His sister Margo McKeever said she had fought for years to get her brother his own home.

“Don’t go thinking this is a fairytale story," she said.

"This was not an overnight process.

"So many people have been involved and it has taken around 14 years to find the right place.

"Everyone should have someone who can make sure they are not just a number.”

Fraser Malcolm has been living in hospital for more than three years despite agreement that he is ready to leave.

The 20-year-old has limited speech and complex needs but before he went into hospital his parents say he lived a full life.

He attended a special school, regularly went sailing and on holiday with his family and was helping his dad renovate a sailing boat.

His parents said their greatest mistake was “asking for help”.

Fraser’s mother Karen said her son had gone downhill since being in hospital and that the fear of restraint in the hospital “is just chipping away at the person he once was”.

She said she was “absolutely disgusted” that the numbers of people with learning disabilities had increased since ministers promised to get people home.

“It's taken a sledgehammer through our family and many other families I’m now in contact with,” she said. “It's chipped away at every one of us."

Andrew and Karen Malcolm
Andrew and Karen Malcolm [BBC]

Fraser’s family have set up a purpose-built room for him and want him to come home but say he has deteriorated so much in hospital that he has become afraid to leave his room.

In common with many families, they have struggled to find a suitable care package and agree a transition from hospital.

A spokesperson for North Ayrshire Health and Social Care Partnership said it would continue to work with Fraser and his family towards a discharge from hospital.

“There are ongoing challenges locally and across Scotland in the capacity, availability and variety of community-based care options for individuals with complex support needs,” they said.

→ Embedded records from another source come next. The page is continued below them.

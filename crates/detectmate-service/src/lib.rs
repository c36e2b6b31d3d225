//! Runtime for long-lived DetectMate pipeline service components.
//!
//! A [`Service`] composes two background workers under one identity: the
//! [`Engine`] drives the receive → process → fan-out loop over message
//! sockets, and the [`Manager`] serves the out-of-band command channel
//! (`ping`, `start`, `stop`, `status`, `reconfigure`). Runtime parameters
//! live in a [`ConfigManager`] backed by a YAML file, and the message
//! transform is injected as a [`Processor`].
//!
//! Transports are abstracted behind socket factories so the core never
//! references a concrete transport outside the factory implementations.

mod config_manager;
mod engine;
mod lifecycle;
mod manager;
mod processor;
mod service;
pub mod telemetry;
pub mod transport;

pub use config_manager::{ConfigManager, ConfigManagerError, ConfigSchema, ConfigValidationError};
pub use engine::{Engine, EngineError};
pub use lifecycle::LifecycleLatch;
pub use manager::{CommandError, CommandHandler, CommandRegistry, Manager};
pub use processor::{PassthroughProcessor, Processor, ProcessorError};
pub use service::{Service, ServiceError, ServiceOptions};
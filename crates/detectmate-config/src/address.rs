//! Transport endpoint representation shared by the engine and manager
//! channels.
//!
//! Addresses are URL values over a fixed scheme set. TCP-style schemes
//! require an explicit port; `ipc` addresses map to a filesystem rendezvous
//! point. Settings files and the wire-facing status report carry addresses
//! in their string form, so serde goes through [`FromStr`] / [`Display`].

use std::fmt;
use std::str::FromStr;

use camino::{Utf8Path, Utf8PathBuf};
use serde::{Deserialize, Serialize};
use thiserror::Error;
use url::Url;

/// Endpoint for a message socket on one of the supported transports.
#[derive(Debug, Clone, PartialEq, Eq, Deserialize, Serialize)]
#[serde(try_from = "String", into = "String")]
pub enum Address {
    /// Filesystem rendezvous socket (`ipc:///path/to/socket`).
    Ipc { path: Utf8PathBuf },
    /// Plain TCP endpoint (`tcp://host:port`).
    Tcp { host: String, port: u16 },
    /// TLS-wrapped TCP endpoint (`tls+tcp://host:port`).
    TlsTcp { host: String, port: u16 },
    /// WebSocket endpoint (`ws://host[:port]/path`).
    Ws { url: Url },
    /// In-process endpoint (`inproc://name`).
    Inproc { name: String },
}

impl Address {
    /// Builds an `ipc` address from a socket path.
    #[must_use]
    pub fn ipc(path: impl Into<Utf8PathBuf>) -> Self {
        Self::Ipc { path: path.into() }
    }

    /// Builds a `tcp` address.
    #[must_use]
    pub fn tcp(host: impl Into<String>, port: u16) -> Self {
        Self::Tcp {
            host: host.into(),
            port,
        }
    }

    /// Returns the scheme this address was parsed from.
    #[must_use]
    pub fn scheme(&self) -> &'static str {
        match self {
            Self::Ipc { .. } => "ipc",
            Self::Tcp { .. } => "tcp",
            Self::TlsTcp { .. } => "tls+tcp",
            Self::Ws { .. } => "ws",
            Self::Inproc { .. } => "inproc",
        }
    }

    /// Returns the rendezvous path when the address uses the ipc transport.
    #[must_use]
    pub fn ipc_path(&self) -> Option<&Utf8Path> {
        match self {
            Self::Ipc { path } => Some(path.as_ref()),
            _ => None,
        }
    }
}

impl fmt::Display for Address {
    fn fmt(&self, formatter: &mut fmt::Formatter<'_>) -> fmt::Result {
        match self {
            Self::Ipc { path } => write!(formatter, "ipc://{path}"),
            Self::Tcp { host, port } => write_host_port(formatter, "tcp", host, *port),
            Self::TlsTcp { host, port } => write_host_port(formatter, "tls+tcp", host, *port),
            Self::Ws { url } => formatter.write_str(url.as_str()),
            Self::Inproc { name } => write!(formatter, "inproc://{name}"),
        }
    }
}

fn write_host_port(
    formatter: &mut fmt::Formatter<'_>,
    scheme: &str,
    host: &str,
    port: u16,
) -> fmt::Result {
    if host.contains(':') {
        write!(formatter, "{scheme}://[{host}]:{port}")
    } else {
        write!(formatter, "{scheme}://{host}:{port}")
    }
}

impl FromStr for Address {
    type Err = AddressParseError;

    fn from_str(input: &str) -> Result<Self, Self::Err> {
        let url = Url::parse(input)?;
        match url.scheme() {
            "ipc" => {
                let path = url.path();
                if path.is_empty() {
                    return Err(AddressParseError::MissingIpcPath(input.to_owned()));
                }
                Ok(Self::Ipc {
                    path: Utf8PathBuf::from(path),
                })
            }
            "tcp" => parse_host_port(&url, input).map(|(host, port)| Self::Tcp { host, port }),
            "tls+tcp" => {
                parse_host_port(&url, input).map(|(host, port)| Self::TlsTcp { host, port })
            }
            "ws" => Ok(Self::Ws { url }),
            "inproc" => {
                let name = format!("{}{}", url.host_str().unwrap_or(""), url.path());
                if name.is_empty() {
                    return Err(AddressParseError::MissingInprocName(input.to_owned()));
                }
                Ok(Self::Inproc { name })
            }
            other => Err(AddressParseError::UnsupportedScheme(other.to_owned())),
        }
    }
}

fn parse_host_port(url: &Url, input: &str) -> Result<(String, u16), AddressParseError> {
    let host = url
        .host_str()
        .ok_or_else(|| AddressParseError::MissingHost(input.to_owned()))?;
    let host = host.trim_matches(['[', ']']).to_owned();
    let port = url
        .port()
        .ok_or_else(|| AddressParseError::MissingPort(input.to_owned()))?;
    Ok((host, port))
}

impl TryFrom<String> for Address {
    type Error = AddressParseError;

    fn try_from(input: String) -> Result<Self, Self::Error> {
        input.parse()
    }
}

impl From<Address> for String {
    fn from(address: Address) -> Self {
        address.to_string()
    }
}

/// Errors encountered while parsing an [`Address`] from text.
#[derive(Debug, Error)]
pub enum AddressParseError {
    /// Scheme is outside the supported transport set.
    #[error("unsupported address scheme '{0}'")]
    UnsupportedScheme(String),
    /// Host component was missing for a TCP-style address.
    #[error("missing host in '{0}'")]
    MissingHost(String),
    /// Port was missing; TCP-style schemes require one.
    #[error("missing port in '{0}'")]
    MissingPort(String),
    /// ipc address without a filesystem path.
    #[error("missing ipc socket path in '{0}'")]
    MissingIpcPath(String),
    /// inproc address without a name.
    #[error("missing inproc name in '{0}'")]
    MissingInprocName(String),
    /// URL failed to parse at all.
    #[error(transparent)]
    Url(#[from] url::ParseError),
}

#[cfg(test)]
mod tests {
    use rstest::rstest;

    use super::*;

    #[test]
    fn parse_ipc_roundtrip() {
        let address: Address = "ipc:///tmp/detectmate.engine.ipc"
            .parse()
            .expect("valid ipc address");
        assert_eq!(
            address.ipc_path().map(Utf8Path::as_str),
            Some("/tmp/detectmate.engine.ipc")
        );
        assert_eq!(address.to_string(), "ipc:///tmp/detectmate.engine.ipc");
    }

    #[rstest]
    #[case::tcp("tcp://127.0.0.1:5555", "tcp")]
    #[case::tls("tls+tcp://example.com:5556", "tls+tcp")]
    #[case::inproc("inproc://engine-test", "inproc")]
    fn parse_supported_schemes(#[case] input: &str, #[case] scheme: &str) {
        let address: Address = input.parse().expect("valid address");
        assert_eq!(address.scheme(), scheme);
        assert_eq!(address.to_string(), input);
    }

    #[test]
    fn parse_tcp_ipv6_roundtrip() {
        let address: Address = "tcp://[::1]:9000".parse().expect("valid IPv6 address");
        assert_eq!(address.to_string(), "tcp://[::1]:9000");
    }

    #[rstest]
    #[case::no_port("tcp://127.0.0.1")]
    #[case::tls_no_port("tls+tcp://example.com")]
    fn tcp_without_port_is_rejected(#[case] input: &str) {
        let error = input.parse::<Address>().expect_err("port is required");
        assert!(matches!(error, AddressParseError::MissingPort(_)));
    }

    #[test]
    fn unknown_scheme_is_rejected() {
        let error = "udp://127.0.0.1:5555"
            .parse::<Address>()
            .expect_err("scheme outside the allowed set");
        assert!(matches!(error, AddressParseError::UnsupportedScheme(_)));
    }

    #[test]
    fn serde_uses_the_string_form() {
        let address = Address::tcp("127.0.0.1", 6000);
        let json = serde_json::to_string(&address).expect("serialize");
        assert_eq!(json, "\"tcp://127.0.0.1:6000\"");
        let back: Address = serde_json::from_str(&json).expect("deserialize");
        assert_eq!(back, address);
    }
}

A spokeswoman for Glasgow’s Health and Social Care Partnership said it was a momentous step for Charles to move into a home of his own.

“We continue to work hard to support other individuals, like Charles, with complex support needs, to move on from hospital into the right community-based accommodation," she said.

Separate Freedom of Information requests made by BBC Scotland to all of Scotland’s health boards found that more than 120 people with learning disabilities had been in hospital for more than a year.

This includes 28 who have been in hospital for more than 10 years and four who have spend more than 20 years in hospital.

Two years ago, BBC Disclosure found people with learning disabilities were getting trapped in hospital.

Of the young people featured, including Fraser Malcolm, all of them are still stuck living behind locked doors in hospitals.

Kyle Gibbon is now 37 years old and has been living in Carstairs, the State Hospital, for 15 years.

Jamie is 26 and is still living in Woodlands View hospital in Ayrshire and Arran. He has been there since he was 19 and is recorded as a delayed discharge.

Louis Sainsbury is still thriving in his home in Perthshire after years in hospital.

Thousands of people with learning disabilities were living in long stay-hospitals prior to the 1990s when it was agreed it was inhumane.

The Scottish government published The Same As You? report in 2000, which established the right for everyone with a learning disability to live in their own homes and communities.

Experts say it is absolutely possible for everyone to live in their own home with the right support.

Dr Sam Smith, director of C-Change Scotland an organisation which supports disabled people to live at home, said: “We closed long-stay hospitals 20-odd years ago with the belief that we knew that people could live in the community."

The Scottish government said it had worked with local authorities to create the national register of people with learning disabilities in hospital and hundreds of miles from home and provided £20m in funding to help move people into their own homes.

Social Care Minister Maree Todd told BBC Scotland News: “We are absolutely determined to make progress on this issue.

"But as this information shows it is a difficult one to solve.

"The statutory responsibility lies with local authorities and I am working very closely with local authorities to try to improve the situation.”